彼女はまだ数日ですが、なぜ日本に来たの?将来の夢は?と来る人会う人に質問攻めにあっています。これは仕方ないですが、みんながティーンに聞きたい定番ですね。笑

その流れでわたしたちにも夢は?と聞かれ、不意に考えていたところ、夢・夢・夢…夢はゲストハウスをやること・ホストファミリーとして世界中の子供たちのお手伝いをすること。10年以上前に掲げたこと、きっちりクリアしているわけなんです。

わたしは”夢は土螢を営むことで、今は夢で描いたことの真っ只中にいます。”と答えました。

無論、なんでもそうですが大変なこともあるけれど、大変と思わないほど苦労が楽しかったり、充実していることにも気付きました。やってみて、やっぱり違うとか、やってみてこれはいい!とか、自分の感覚を頼りに進んだ10年ですが、遠回りでも掲げたこと、目標を見失わなかったことは財産だなあと心底思っています。

やりたいこと、やってみたいことはまず挑戦してみる。失敗がいけないことと思うのは、つまらないです。失敗するから面白いし、道が開く。そもそもそんなに知能が高いとか、人より長けているなんて思ってもいないので擦り傷切り傷・失敗が怖くない。登るしかない精神ですね。

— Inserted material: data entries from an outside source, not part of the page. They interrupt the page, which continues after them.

//! Operation registry built from module and specification metadata.

use std::path::{Path, PathBuf};

use indexmap::IndexMap;
use serde::{Deserialize, Serialize};

use super::error::{RegistryError, RegistryResult};
use super::operation::OperationData;

/// Supplies operation metadata, either introspected from the module under
/// test or declared by a specification document.
pub trait TypeSource {
    /// Short label for log lines.
    fn label(&self) -> String;

    fn operations(&self) -> RegistryResult<Vec<OperationData>>;
}

impl TypeSource for Vec<OperationData> {
    fn label(&self) -> String {
        format!("{} in-memory operations", self.len())
    }

    fn operations(&self) -> RegistryResult<Vec<OperationData>> {
        Ok(self.clone())
    }
}

/// On-disk manifest: `{ "operations": [ ... ] }`.
#[derive(Debug, Clone, Default, Serialize, Deserialize)]
pub struct Manifest {
    #[serde(default)]
    pub operations: Vec<OperationData>,
}

/// A JSON manifest file.
#[derive(Debug, Clone)]
pub struct ManifestSource {
    path: PathBuf,
}

impl ManifestSource {
    pub fn new(path: impl Into<PathBuf>) -> Self {
        Self { path: path.into() }
    }

    pub fn path(&self) -> &Path {
        &self.path
    }
}

impl TypeSource for ManifestSource {
    fn label(&self) -> String {
        self.path.display().to_string()
    }

    fn operations(&self) -> RegistryResult<Vec<OperationData>> {
        let content =
            std::fs::read_to_string(&self.path).map_err(|source| RegistryError::ManifestRead {
                path: self.path.clone(),
                source,
            })?;
        let manifest: Manifest =
            serde_json::from_str(&content).map_err(|source| RegistryError::ManifestParse {
                path: self.path.clone(),
                source,
            })?;
        Ok(manifest.operations)
    }
}

/// Operations of a loaded module, keyed by lower-cased operation id.
///
/// Owns every descriptor for the lifetime of the module.
#[derive(Debug, Clone, Default)]
pub struct ModuleRegistry {
    operations: IndexMap<String, OperationData>,
}

impl ModuleRegistry {
    pub fn new() -> Self {
        Self::default()
    }

    /// Build from the module source, fold in the specification source if
    /// given, then complete every response type.
    pub fn load(
        module: &dyn TypeSource,
        specification: Option<&dyn TypeSource>,
    ) -> RegistryResult<Self> {
        let mut registry = Self::new();
        for operation in module.operations()? {
            registry.insert(operation)?;
        }
        crate::log_event!(
            "registry",
            "loaded",
            "{} operations from {}",
            registry.len(),
            module.label()
        );

        if let Some(spec) = specification {
            let declared = spec.operations()?;
            let merged = registry.merge_specification(&declared);
            crate::log_event!(
                "registry",
                "merged",
                "{merged} of {} operations from {}",
                declared.len(),
                spec.label()
            );
        }

        registry.complete();
        Ok(registry)
    }

    pub fn insert(&mut self, operation: OperationData) -> RegistryResult<()> {
        if operation.operation_id.is_empty() {
            return Err(RegistryError::MissingOperationId);
        }
        let key = operation.operation_id.to_lowercase();
        if self.operations.contains_key(&key) {
            return Err(RegistryError::DuplicateOperation(operation.operation_id));
        }
        self.operations.insert(key, operation);
        Ok(())
    }

    /// Merge declared operations into known ones. Returns how many matched.
    pub fn merge_specification(&mut self, declared: &[OperationData]) -> usize {
        let mut merged = 0;
        for spec in declared {
            match self.operations.get_mut(&spec.operation_id.to_lowercase()) {
                Some(operation) => {
                    operation.merge_specification(spec);
                    merged += 1;
                }
                None => crate::debug_event!(
                    "registry",
                    "skip",
                    "'{}' not exported by module",
                    spec.operation_id
                ),
            }
        }
        merged
    }

    /// Resolve every response type against its specification candidates.
    pub fn complete(&mut self) {
        for operation in self.operations.values_mut() {
            if let Some(response) = operation.response_type.as_mut() {
                response.complete();
            }
        }
    }

    /// Case-insensitive lookup.
    pub fn operation(&self, operation_id: &str) -> Option<&OperationData> {
        self.operations.get(&operation_id.to_lowercase())
    }

    pub fn operations(&self) -> impl Iterator<Item = &OperationData> {
        self.operations.values()
    }

    pub fn len(&self) -> usize {
        self.operations.len()
    }

    pub fn is_empty(&self) -> bool {
        self.operations.is_empty()
    }
}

10年後の未来をどう想像しても、私はひたすらにおばんざいを作りまくり、旅人に飯を食わせ、良い睡眠を取らせて、庭で自給自足し、好きなものや人に囲まれていること。しか想像できていません。たまに娘や主人の予定につき合い、年に一度くらい国を抜け出すも、早々と日本に戻ってくる。死するときは土へ還ること。

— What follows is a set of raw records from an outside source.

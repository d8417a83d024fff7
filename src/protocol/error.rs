//! Error types for protocol-level translation.

use thiserror::Error;

/// Errors from translating or applying request credentials.
#[derive(Error, Debug, Clone, PartialEq, Eq)]
pub enum CredentialError {
    #[error("'__reserved' must be an object")]
    InvalidReserved,

    #[error("Credentials must be an object or an array of objects")]
    InvalidCredentials,

    #[error("Credential entry {index} is not an object")]
    InvalidCredentialEntry { index: usize },

    #[error("Credential type tag must be a string")]
    InvalidTypeTag,

    #[error("No credential provider registered for '{0}'")]
    UnknownProvider(String),

    #[error("Credential provider '{provider}' requires property '{property}'")]
    MissingProperty { provider: String, property: String },
}
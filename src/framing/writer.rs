//! Frame writer.

use std::sync::Arc;

use serde::Serialize;
use tokio::io::{AsyncWrite, AsyncWriteExt};
use tokio::sync::Mutex;

use super::error::{ProtocolError, ProtocolResult};
use super::header::JSONRPC_CONTENT_TYPE;

/// Writes one JSON payload per frame.
///
/// Null-valued fields are left out by the payload types themselves
/// (`skip_serializing_if`), so the writer serializes them as-is.
pub struct FrameWriter<W> {
    writer: W,
}

impl<W: AsyncWrite + Unpin> FrameWriter<W> {
    pub fn new(writer: W) -> Self {
        Self { writer }
    }

    pub fn into_inner(self) -> W {
        self.writer
    }

    /// Serialize `message` compactly and write it as a frame.
    ///
    /// Returns the payload length announced in the header.
    pub async fn write<T: Serialize + ?Sized>(&mut self, message: &T) -> ProtocolResult<usize> {
        let payload = serde_json::to_vec(message).map_err(ProtocolError::Serialize)?;
        let header = format!(
            "Content-Length: {}\r\nContent-Type: {JSONRPC_CONTENT_TYPE}\r\n\r\n",
            payload.len()
        );

        self.writer.write_all(header.as_bytes()).await?;
        self.writer.write_all(&payload).await?;
        self.writer.write_all(b"\r\n").await?;
        self.writer.flush().await?;

        crate::debug_event!("framing", "wrote", "{} bytes", payload.len());
        Ok(payload.len())
    }
}

/// A [`FrameWriter`] shared between concurrent workers.
///
/// Each write holds the lock for the whole frame, so frames never interleave.
pub struct SharedFrameWriter<W> {
    inner: Arc<Mutex<FrameWriter<W>>>,
}

impl<W> Clone for SharedFrameWriter<W> {
    fn clone(&self) -> Self {
        Self {
            inner: Arc::clone(&self.inner),
        }
    }
}

impl<W: AsyncWrite + Unpin> SharedFrameWriter<W> {
    pub fn new(writer: W) -> Self {
        Self {
            inner: Arc::new(Mutex::new(FrameWriter::new(writer))),
        }
    }

    pub async fn write<T: Serialize + ?Sized>(&self, message: &T) -> ProtocolResult<usize> {
        self.inner.lock().await.write(message).await
    }
}
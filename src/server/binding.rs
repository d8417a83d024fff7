//! Binding request parameters to an operation.

use super::executor::OperationInvocation;
use crate::convert::decode;
use crate::protocol::LiveTestRequest;
use crate::schema::OperationData;

/// Decode the request's parameters against `operation`.
///
/// Keys resolve to a parameter by name, then by JSON rename (both
/// case-insensitive). Unresolved keys are dropped; `__reserved` never binds.
pub fn bind_invocation(request: &LiveTestRequest, operation: &OperationData) -> OperationInvocation {
    let mut invocation = OperationInvocation {
        operation_id: operation.operation_id.clone(),
        command: operation.command.clone(),
        ..OperationInvocation::default()
    };

    for (key, value) in request.operation_params() {
        match operation.find_parameter(key) {
            Some(parameter) => {
                let decoded = decode(value, parameter.type_data.as_ref());
                invocation
                    .parameters
                    .insert(parameter.name.clone(), decoded);
            }
            None => crate::debug_event!(
                "binding",
                "dropped",
                "{}: no parameter for '{key}'",
                operation.operation_id
            ),
        }
    }

    invocation
}
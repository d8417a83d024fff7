//! Content-length framing for JSON-RPC over a byte stream.
//!
//! # Wire Format
//!
//! ```text
//! <header-name>: <value>\r\n      (zero or more, case-insensitive names)
//! \r\n
//! <payload: exactly content-length bytes of UTF-8 JSON>
//! ```
//!
//! `content-length` is mandatory. A payload that is a JSON array is a batch:
//! its elements are handed out one read at a time, in order, before the next
//! frame is read from the stream.

pub mod error;
pub mod header;
pub mod reader;
pub mod writer;

pub use error::{ProtocolError, ProtocolResult};
pub use header::{CONTENT_LENGTH, CONTENT_TYPE, FrameHeaders, JSONRPC_CONTENT_TYPE};
pub use reader::{BatchQueue, Frame, FrameLimits, FrameReader};
pub use writer::{FrameWriter, SharedFrameWriter};
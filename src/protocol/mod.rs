//! JSON-RPC envelopes exchanged with the test client.
//!
//! Request:
//! ```json
//! {"jsonrpc": "2.0", "id": "1", "method": "Widgets_Get",
//!  "params": {"widgetName": "w1", "__reserved": {"credentials": {...}, "httpResponse": true}}}
//! ```
//!
//! Response (success, or the same shape under `error.data`):
//! ```json
//! {"jsonrpc": "2.0", "id": "1", "result": {"statusCode": 200, "headers": {...}, "response": {...}}}
//! ```

pub mod credentials;
pub mod error;
pub mod execution;
pub mod request;
pub mod response;

pub use credentials::{translate_credentials, translate_credentials_value};
pub use error::CredentialError;
pub use execution::{CommandExecutionResult, RecordingTracer, ServiceTracer, TracedResponse};
pub use request::{
    DEFAULT_CREDENTIAL_TYPE, JSONRPC_VERSION, LiveTestCredentials, LiveTestRequest,
    RESERVED_PARAM, ReservedParams,
};
pub use response::{LiveTestError, LiveTestResponse, LiveTestResult, codes};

きっとこうして今触れ合っている人々の家族が出来て、報告を受けて、日本の不思議なおばあちゃんになっていることが楽しみでしかたないのです。

今はまだ私は赤子のような語彙力ですが、きっと世界中にいる孫たちとは会話できるくらいにはなっているでしょう。

そんな夢を考えさせてくれたのは、ここへ来てくれた彼女たちのお陰様です。

右も左もわからず、この国で一年を過ごすと決めたティーンのエマ、ありがとう。心から尊敬を込めて。